= EXERCISE DETAILS =
Among the entries that follow, find every line with the word "Debug" and copy it.

= RECORDS TO USE =
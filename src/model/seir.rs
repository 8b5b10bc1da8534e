use serde::{Deserialize, Serialize};

use super::params::{EpiInputs, PopulationSnapshot, RateConstants};
use crate::error::EpiError;
use crate::math::ode::{euler_step, rkf45_integrate};

// Compartment indices within a state row.
// Susceptible is never stored; it is derived as max(N - sum(row), 0).
pub const EXPOSED: usize = 0;
pub const INFECTED_MILD: usize = 1;
pub const INFECTED_HOSPITALIZED: usize = 2;
pub const INFECTED_CRITICAL: usize = 3;
pub const RECOVERED: usize = 4;
pub const DECEASED: usize = 5;
pub const ASYMPTOMATIC: usize = 6;

/// State-vector layout. `Six` is the classic layout without an
/// asymptomatic slot; `Seven` reserves one (its derivative is pinned
/// to zero in the present model).
#[derive(Debug, Clone, Copy, PartialEq, Eq, Serialize, Deserialize)]
pub enum CompartmentLayout {
    Six,
    Seven,
}

impl CompartmentLayout {
    pub fn len(&self) -> usize {
        match self {
            CompartmentLayout::Six => 6,
            CompartmentLayout::Seven => 7,
        }
    }
}

/// How the trajectory is advanced from one day to the next.
#[derive(Debug, Clone, Copy, PartialEq, Eq, Serialize, Deserialize)]
pub enum StepStrategy {
    /// Explicit one-day update: `state[t+1] = state[t] + deriv(state[t])`.
    /// First-order but deterministic and faithful to the daily inputs.
    FixedDaily,
    /// Adaptive RKF45 over continuous time, sampled at day boundaries.
    /// Needed when rates are large relative to one day.
    Adaptive,
}

#[derive(Debug, Clone, PartialEq, Serialize, Deserialize)]
#[serde(default)]
pub struct SeirConfig {
    /// Number of daily rows produced, including day 0.
    pub horizon_days: usize,
    pub layout: CompartmentLayout,
    pub strategy: StepStrategy,
    /// Adaptive-controller knobs; unused under `FixedDaily`.
    pub rtol: f64,
    pub atol: f64,
    pub min_step: f64,
}

impl Default for SeirConfig {
    fn default() -> Self {
        Self {
            horizon_days: 365,
            layout: CompartmentLayout::Seven,
            strategy: StepStrategy::FixedDaily,
            rtol: 1e-6,
            atol: 1e-6,
            min_step: 1e-6,
        }
    }
}

/// Daily compartment counts for one simulated region, row 0 being the
/// initial condition.
#[derive(Debug, Clone, PartialEq, Serialize)]
pub struct Trajectory {
    pub layout: CompartmentLayout,
    pub states: Vec<Vec<f64>>,
}

impl Trajectory {
    pub fn len(&self) -> usize {
        self.states.len()
    }

    pub fn is_empty(&self) -> bool {
        self.states.is_empty()
    }

    pub fn day(&self, d: usize) -> &[f64] {
        &self.states[d]
    }

    /// Susceptible count on day `d`, floored at zero.
    pub fn susceptible(&self, n: f64, d: usize) -> f64 {
        (n - self.states[d].iter().sum::<f64>()).max(0.0)
    }
}

/// The compartment model for one region: rate constants plus the flow
/// function and integrator that produce a daily trajectory.
#[derive(Debug)]
pub struct SeirModel {
    pub cfg: SeirConfig,
    pub inputs: EpiInputs,
    pub rates: RateConstants,
    pub n: f64,
}

impl SeirModel {
    /// Build a model, deriving the rate-constant bundle from `inputs`.
    pub fn new(cfg: SeirConfig, inputs: EpiInputs, n: f64) -> Result<Self, EpiError> {
        if cfg.horizon_days == 0 {
            return Err(EpiError::InvalidParameter {
                name: "horizon_days",
                value: 0.0,
            });
        }
        let rates = RateConstants::derive(&inputs, n)?;
        Ok(Self {
            cfg,
            inputs,
            rates,
            n,
        })
    }

    /// Swap in a pre-built (e.g. calibrated) rate-constant bundle.
    pub fn with_rates(mut self, rates: RateConstants) -> Self {
        self.rates = rates;
        self
    }

    /// Instantaneous derivatives of every compartment.
    ///
    /// Pure and re-entrant: the adaptive integrator evaluates this at
    /// sub-step points. Non-negativity is enforced here rather than
    /// assumed of the state: compartment reads are floored at zero,
    /// new exposures are capped at the susceptible pool, and the
    /// recovery flow is capped at the currently infected total.
    pub fn deriv(&self, _t: f64, y: &[f64], dy: &mut [f64]) {
        let r = &self.rates;
        let s = (self.n - y.iter().sum::<f64>()).max(0.0);

        let e = y[EXPOSED].max(0.0);
        let i1 = y[INFECTED_MILD].max(0.0);
        let i2 = y[INFECTED_HOSPITALIZED].max(0.0);
        let i3 = y[INFECTED_CRITICAL].max(0.0);
        let i_sum = i1 + i2 + i3;

        let exposures = (r.beta.dot(i1, i2, i3) * s).min(s);

        dy[EXPOSED] = exposures - r.alpha * e;
        dy[INFECTED_MILD] = r.alpha * e - (r.gamma.mild + r.rho.mild) * i1;
        dy[INFECTED_HOSPITALIZED] =
            r.rho.mild * i1 - (r.gamma.hospitalized + r.rho.hospitalized) * i2;
        dy[INFECTED_CRITICAL] = r.rho.hospitalized * i2 - (r.gamma.critical + r.mu) * i3;
        dy[RECOVERED] = r.gamma.dot(i1, i2, i3).min(i_sum);
        // Terminal compartment: inflow only.
        dy[DECEASED] = r.mu * i3;
        if self.cfg.layout == CompartmentLayout::Seven {
            // Reserved extension point, no dynamics yet.
            dy[ASYMPTOMATIC] = 0.0;
        }
    }

    /// Build the day-0 state row from a population snapshot.
    ///
    /// When the snapshot does not carry a severity split, the split is
    /// reconstructed from the aggregate infected count with the
    /// sparse-data heuristic of the source model: a quarter of reported
    /// infections are in hospital, mild and critical follow from the
    /// hospitalization and critical-care rates. Counts are truncated to
    /// whole individuals, as upstream reporting is integral.
    pub fn initial_state(&self, pop: &PopulationSnapshot) -> Vec<f64> {
        let (mild, hospitalized, critical) = if pop.infected_hospitalized.is_some() {
            (
                pop.infected_mild.unwrap_or(pop.infected),
                pop.infected_hospitalized.unwrap_or(0.0),
                pop.infected_critical.unwrap_or(0.0),
            )
        } else {
            let hospitalized = pop.infected / 4.0;
            let mild = hospitalized / self.inputs.hospitalization_rate;
            let critical = hospitalized * self.inputs.hospitalized_cases_requiring_icu_care;
            (mild, hospitalized, critical)
        };

        let exposed = pop
            .exposed
            .unwrap_or(self.inputs.exposed_infected_ratio * mild);

        let mut y = vec![0.0; self.cfg.layout.len()];
        y[EXPOSED] = exposed.trunc();
        y[INFECTED_MILD] = mild.trunc();
        y[INFECTED_HOSPITALIZED] = hospitalized.trunc();
        y[INFECTED_CRITICAL] = critical.trunc();
        y[RECOVERED] = pop.recovered.trunc();
        y[DECEASED] = pop.deaths.trunc();
        if self.cfg.layout == CompartmentLayout::Seven {
            y[ASYMPTOMATIC] = pop.asymptomatic.unwrap_or(0.0).trunc();
        }
        y
    }

    /// Integrate the model over the configured horizon, returning one
    /// state row per day. Integration failure under the adaptive
    /// strategy is fatal and surfaced as-is.
    pub fn simulate(&self, pop: &PopulationSnapshot) -> Result<Trajectory, EpiError> {
        let mut y = self.initial_state(pop);
        let mut states = Vec::with_capacity(self.cfg.horizon_days);
        states.push(y.clone());

        for day in 1..self.cfg.horizon_days {
            let t0 = (day - 1) as f64;
            match self.cfg.strategy {
                StepStrategy::FixedDaily => {
                    euler_step(&mut y, t0, 1.0, |t, y, dy| self.deriv(t, y, dy));
                }
                StepStrategy::Adaptive => {
                    rkf45_integrate(
                        &mut y,
                        t0,
                        day as f64,
                        self.cfg.rtol,
                        self.cfg.atol,
                        self.cfg.min_step,
                        |t, y, dy| self.deriv(t, y, dy),
                    )?;
                }
            }
            states.push(y.clone());
        }

        Ok(Trajectory {
            layout: self.cfg.layout,
            states,
        })
    }
}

= TASK RESULT =
#[derive(Debug, Clone, Copy, PartialEq, Eq, Serialize, Deserialize)]
#[derive(Debug, Clone, Copy, PartialEq, Eq, Serialize, Deserialize)]
#[derive(Debug, Clone, PartialEq, Serialize, Deserialize)]
#[derive(Debug, Clone, PartialEq, Serialize)]
#[derive(Debug)]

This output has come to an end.